The hosts are an English couple who came here three years ago.  An “Irish-change” I suppose, like our “tree-change” or “sea-change” cultures.  They have converted the derelict hay loft of Plough House Farm into a wonderful cosy refuge.  The walls are bagged stone, about two feet thick (at least, that’s how deep the window casement is).  But all appointments are very convenient and comfortable.  As a bonus, the TV is tuned to BBC 1 and BBC 2, (courtesy of a satellite dish), and the radio can access BBC Classic FM.  I might just sit here for a week and not go anywhere.

Ireland!


It was very good to touch down in Dublin.  5am Thursday was when I left Montreal, and it is now 8pm Friday.  Train, bus, plane, taxi, train stations and airports.  This is the part of travelling that you gotta love.  The eight hour flight from Toronto to Frankfurt was enhanced by the odour of the shed joggers of the 14 year old boy sitting next to me.  On the other hand, the eight hours at Frankfurt airport passed surprisingly quickly.  It is a microcosm, ticking over with admirable German efficiency.  People coming from and going to all parts of the world.  One only need sit and watch the parade.

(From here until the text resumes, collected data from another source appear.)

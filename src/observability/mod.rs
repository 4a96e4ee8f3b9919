//! Observability subsystem.
//!
//! # Data Flow
//! ```text
//! Transport layer (http::server) produces:
//!     → logging.rs (structured log events per dispatch)
//!     → metrics.rs (counters, histograms)
//!
//! Consumers:
//!     → stdout
//!     → Metrics endpoint (Prometheus scrape)
//! ```
//!
//! # Design Decisions
//! - Dispatch never logs or records; it reports a `Dispatch`
//!   outcome and the transport turns that into events
//! - Dispatch log lines carry the request ID set by the middleware

pub mod logging;
pub mod metrics;
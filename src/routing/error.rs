//! Routing errors.

/// Errors raised while building or querying the routing tree.
#[derive(Debug, Clone, PartialEq, Eq, thiserror::Error)]
pub enum RouteError {
    /// Missing handler or a pattern with no usable segment.
    #[error("invalid registration for `{pattern}`: {reason}")]
    InvalidRegistration {
        pattern: String,
        reason: &'static str,
    },

    /// Duplicate route, or a second dynamic name at the same level.
    #[error("route conflict for `{pattern}`: {reason}")]
    RouteConflict { pattern: String, reason: String },

    /// No node matches the request path.
    #[error("no route matches `{0}`")]
    NotFound(String),
}
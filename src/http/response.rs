//! In-memory response sink.
//!
//! # Responsibilities
//! - Collect status, headers and body written by dispatch
//! - Carry the connection upgrade handle when the transport provides one
//! - Convert into an `axum` response once dispatch returns
//!
//! # Design Decisions
//! - Status defaults to 200, so a dispatch that writes nothing yields an
//!   empty 200 response
//! - The hijack capability is only advertised while an upgrade handle is held

use axum::{
    body::Body,
    http::{HeaderMap, StatusCode},
    response::Response,
};
use hyper::upgrade::OnUpgrade;

use crate::http::writer::{HijackError, Hijacker, ResponseWriter};

#[derive(Debug)]
pub struct ResponseRecorder {
    status: StatusCode,
    headers: HeaderMap,
    body: Vec<u8>,
    upgrade: Option<OnUpgrade>,
    hijacked: bool,
}

impl ResponseRecorder {
    pub fn new() -> Self {
        Self {
            status: StatusCode::OK,
            headers: HeaderMap::new(),
            body: Vec::new(),
            upgrade: None,
            hijacked: false,
        }
    }

    /// Attach the connection upgrade handle taken from the request.
    pub fn with_upgrade(mut self, upgrade: Option<OnUpgrade>) -> Self {
        self.upgrade = upgrade;
        self
    }

    pub fn status(&self) -> StatusCode {
        self.status
    }

    pub fn headers(&self) -> &HeaderMap {
        &self.headers
    }

    pub fn body(&self) -> &[u8] {
        &self.body
    }

    pub fn is_hijacked(&self) -> bool {
        self.hijacked
    }

    pub fn into_response(self) -> Response {
        let mut response = Response::new(Body::from(self.body));
        *response.status_mut() = self.status;
        *response.headers_mut() = self.headers;
        response
    }
}

impl Default for ResponseRecorder {
    fn default() -> Self {
        Self::new()
    }
}

impl ResponseWriter for ResponseRecorder {
    fn headers_mut(&mut self) -> &mut HeaderMap {
        &mut self.headers
    }

    fn write_status(&mut self, status: StatusCode) {
        self.status = status;
    }

    fn write(&mut self, body: &[u8]) -> usize {
        self.body.extend_from_slice(body);
        body.len()
    }

    fn hijacker(&mut self) -> Option<&mut dyn Hijacker> {
        if self.upgrade.is_some() || self.hijacked {
            Some(self as &mut dyn Hijacker)
        } else {
            None
        }
    }
}

impl Hijacker for ResponseRecorder {
    fn hijack(&mut self) -> Result<OnUpgrade, HijackError> {
        let upgrade = self.upgrade.take().ok_or(HijackError::AlreadyHijacked)?;
        self.hijacked = true;
        Ok(upgrade)
    }
}
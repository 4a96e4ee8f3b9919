//! Lifecycle management subsystem.
//!
//! # Data Flow
//! ```text
//! Startup (binary):
//!     Load config → Validate → Build routes → Freeze router → Start listener
//!
//! Shutdown (shutdown.rs):
//!     Signal received (signals.rs) → broadcast → server stops accepting
//!     → in-flight requests drain → exit
//! ```
//!
//! # Design Decisions
//! - Route registration completes before the listener is bound, so the
//!   tree is never read while it is still being written
//! - Shutdown is a broadcast: any number of tasks may subscribe

pub mod shutdown;
pub mod signals;

pub use shutdown::Shutdown;
pub use signals::wait_for_signal;
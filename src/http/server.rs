//! HTTP server setup.
//!
//! # Responsibilities
//! - Create the Axum router that forwards every request to dispatch
//! - Wire up middleware (tracing, timeout, request ID)
//! - Run dispatch on the blocking pool, one task per request
//! - Report dispatch outcomes to logs and metrics
//!
//! # Design Decisions
//! - Routing itself is done by `routing::Router`; Axum only provides the
//!   connection loop and middleware stack
//! - Dispatch may block inside application handlers, so it never runs on
//!   an async worker thread

use std::sync::Arc;
use std::time::{Duration, Instant};

use axum::{
    body::Body,
    extract::State,
    http::{Request, StatusCode},
    response::{IntoResponse, Response},
    Router,
};
use tokio::net::TcpListener;
use tokio::sync::broadcast;
use tower::ServiceBuilder;
use tower_http::{
    request_id::{MakeRequestUuid, PropagateRequestIdLayer, SetRequestIdLayer},
    timeout::TimeoutLayer,
    trace::TraceLayer,
};

use crate::config::ServerConfig;
use crate::http::dispatch::Dispatch;
use crate::http::request::collect;
use crate::http::response::ResponseRecorder;
use crate::observability::metrics;
use crate::routing::Router as DynamicRouter;

/// Application state injected into the dispatch handler.
struct AppState<C> {
    router: Arc<DynamicRouter<C>>,
    max_body_bytes: usize,
}

impl<C> Clone for AppState<C> {
    fn clone(&self) -> Self {
        Self {
            router: self.router.clone(),
            max_body_bytes: self.max_body_bytes,
        }
    }
}

/// HTTP server driving a frozen routing tree.
pub struct HttpServer {
    router: Router,
}

impl HttpServer {
    /// Create a new HTTP server serving `router`.
    pub fn new<C>(router: Arc<DynamicRouter<C>>, config: &ServerConfig) -> Self
    where
        C: Send + Sync + 'static,
    {
        let state = AppState {
            router,
            max_body_bytes: config.listener.max_body_bytes,
        };
        let router = Self::build_router(config, state);
        Self { router }
    }

    /// Build the Axum router with all middleware layers.
    #[allow(deprecated)]
    fn build_router<C>(config: &ServerConfig, state: AppState<C>) -> Router
    where
        C: Send + Sync + 'static,
    {
        Router::new()
            .fallback(dispatch_handler::<C>)
            .with_state(state)
            .layer(
                ServiceBuilder::new()
                    .layer(SetRequestIdLayer::x_request_id(MakeRequestUuid))
                    .layer(TraceLayer::new_for_http())
                    .layer(TimeoutLayer::new(Duration::from_secs(
                        config.timeouts.request_secs,
                    )))
                    .layer(PropagateRequestIdLayer::x_request_id()),
            )
    }

    /// Run the server until `shutdown` fires.
    pub async fn run(
        self,
        listener: TcpListener,
        mut shutdown: broadcast::Receiver<()>,
    ) -> Result<(), std::io::Error> {
        let addr = listener.local_addr()?;
        tracing::info!(address = %addr, "HTTP server starting");

        axum::serve(listener, self.router)
            .with_graceful_shutdown(async move {
                let _ = shutdown.recv().await;
                tracing::info!("Shutdown signal received");
            })
            .await?;

        tracing::info!("HTTP server stopped");
        Ok(())
    }
}

/// Forwards every request to the routing tree.
async fn dispatch_handler<C>(State(state): State<AppState<C>>, request: Request<Body>) -> Response
where
    C: Send + Sync + 'static,
{
    let start_time = Instant::now();
    let request_id = request
        .headers()
        .get("x-request-id")
        .and_then(|v| v.to_str().ok())
        .unwrap_or("unknown")
        .to_string();
    let method = request.method().clone();
    let path = request.uri().path().to_string();

    let (request, upgrade) = match collect(request, state.max_body_bytes).await {
        Ok(collected) => collected,
        Err(e) => {
            tracing::warn!(request_id = %request_id, path = %path, error = %e, "Rejected request body");
            return (e.status(), e.to_string()).into_response();
        }
    };

    let router = state.router.clone();
    let joined = tokio::task::spawn_blocking(move || {
        let mut recorder = ResponseRecorder::new().with_upgrade(upgrade);
        let outcome = router.serve(&mut recorder, &request);
        (recorder, outcome)
    })
    .await;

    let (recorder, outcome) = match joined {
        Ok(done) => done,
        Err(e) => {
            tracing::error!(request_id = %request_id, path = %path, error = %e, "Dispatch task failed");
            return StatusCode::INTERNAL_SERVER_ERROR.into_response();
        }
    };

    let status = recorder.status();
    match &outcome {
        Dispatch::Panicked(message) => tracing::error!(
            request_id = %request_id,
            method = %method,
            path = %path,
            panic = %message,
            "Handler panicked"
        ),
        _ => tracing::debug!(
            request_id = %request_id,
            method = %method,
            path = %path,
            outcome = outcome.label(),
            status = status.as_u16(),
            "Request dispatched"
        ),
    }
    metrics::record_dispatch(outcome.label(), status.as_u16(), start_time);

    recorder.into_response()
}
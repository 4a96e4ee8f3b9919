//! Configuration schema definitions.
//!
//! All types derive Serde traits for deserialization from config files.
//! Every field has a default so an empty file is a valid configuration.

use std::path::PathBuf;

use serde::{Deserialize, Serialize};

use crate::static_files::FileServerMode;

/// Root configuration for the router server.
#[derive(Debug, Clone, Deserialize, Serialize, Default)]
#[serde(default)]
pub struct ServerConfig {
    /// Listener configuration (bind address, body limit).
    pub listener: ListenerConfig,

    /// Timeout configuration.
    pub timeouts: TimeoutConfig,

    /// Static file fallback for requests no route matches.
    pub static_files: Option<StaticFilesConfig>,

    /// Observability settings.
    pub observability: ObservabilityConfig,
}

/// Listener configuration.
#[derive(Debug, Clone, Deserialize, Serialize)]
#[serde(default)]
pub struct ListenerConfig {
    /// Bind address (e.g., "0.0.0.0:8080").
    pub bind_address: String,

    /// Largest request body accepted, in bytes.
    pub max_body_bytes: usize,
}

impl Default for ListenerConfig {
    fn default() -> Self {
        Self {
            bind_address: "0.0.0.0:8080".to_string(),
            max_body_bytes: 2 * 1024 * 1024,
        }
    }
}

/// Timeout configuration.
#[derive(Debug, Clone, Deserialize, Serialize)]
#[serde(default)]
pub struct TimeoutConfig {
    /// Request timeout (total time for request/response) in seconds.
    pub request_secs: u64,
}

impl Default for TimeoutConfig {
    fn default() -> Self {
        Self { request_secs: 30 }
    }
}

/// Static file fallback configuration.
#[derive(Debug, Clone, Deserialize, Serialize)]
pub struct StaticFilesConfig {
    /// Directory served for unmatched requests.
    pub root: PathBuf,

    /// `classic` or `spa`.
    #[serde(default)]
    pub mode: FileServerMode,
}

/// Observability configuration.
#[derive(Debug, Clone, Deserialize, Serialize)]
#[serde(default)]
pub struct ObservabilityConfig {
    /// Log filter used when `RUST_LOG` is not set.
    pub log_filter: String,

    /// Expose Prometheus metrics.
    pub metrics_enabled: bool,

    /// Metrics listener address.
    pub metrics_address: String,
}

impl Default for ObservabilityConfig {
    fn default() -> Self {
        Self {
            log_filter: "dynamic_router=info,tower_http=info".to_string(),
            metrics_enabled: false,
            metrics_address: "0.0.0.0:9090".to_string(),
        }
    }
}
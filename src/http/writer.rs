//! Response sink contract between the transport and the dispatch pipeline.
//!
//! # Design Decisions
//! - Minimal surface: status, headers, body bytes
//! - Connection hijacking is an optional capability, queried through
//!   `hijacker()` instead of being part of every sink

use axum::http::{HeaderMap, StatusCode};
use hyper::upgrade::OnUpgrade;

/// Destination for one HTTP response.
pub trait ResponseWriter: Send {
    /// Response headers. Written through immediately, never buffered.
    fn headers_mut(&mut self) -> &mut HeaderMap;

    /// Set the response status code.
    fn write_status(&mut self, status: StatusCode);

    /// Append bytes to the response body and return how many were accepted.
    fn write(&mut self, body: &[u8]) -> usize;

    /// Connection hijacking, if the underlying connection supports it.
    fn hijacker(&mut self) -> Option<&mut dyn Hijacker> {
        None
    }
}

/// Takes over the raw connection once the response has been sent.
pub trait Hijacker: Send {
    /// Claim the connection upgrade.
    ///
    /// The returned future resolves after the response (usually a
    /// `101 Switching Protocols`) is written, and must be driven on the
    /// runtime, e.g. with `tokio::spawn`.
    fn hijack(&mut self) -> Result<OnUpgrade, HijackError>;
}

#[derive(Debug, Clone, PartialEq, Eq, thiserror::Error)]
pub enum HijackError {
    #[error("connection already hijacked")]
    AlreadyHijacked,
}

But Ireland! At the airport, the customs line for “goods to declare” – red markings on floor and red office etc – was simply closed.  No-one there.  The line for those with nothing to declare was open, staffed by a weary looking chap who glanced at the passport and waved us all through.  This after the US, where even when just in transit at LA, one was photographed and had all fingerprints taken (three years ago it was only the right thumb).
 The driver of the taxi to the hotel apologised that he had to drive on past the hotel and do a U-turn at the next intersection, as he could not turn across the traffic into the entrance.  I asked what signified that, - I have to pick up the car and drive tomorrow, so was interested – as there was no double line on the road.  Well, he said, there would be if the paint had not worn off.  Reassuring, that.
Mine host at the hotel is, I am sure, Dylan Moran’s older brother.  He looks like him and acts like him and the place is the accommodation equivalent of the Black Books bookstore. He knew nothing of the facial expression called smiling.  Half way through checking me in he took a phone call, and took off announcing he was off to the airport but would be back. Some time later, ( half an hour), a side-kick appeared, who finished checking me into my room.  He had been finishing a repair job on my room, which reeked of glue, so I had to sleep with all windows wide open. (6 degrees overnight). The mattress had one thin layer of ticking stretched thinly across the springs.  Sleep did not come easy, even after thirty hours of travel. I awoke with circular imprints all over me.  Irish radio, in my earbuds to pass the night hours, did not help at all!  How do I find these places?  One thing – it is more interesting than the Comfort Inn at Toronto – we have them at home.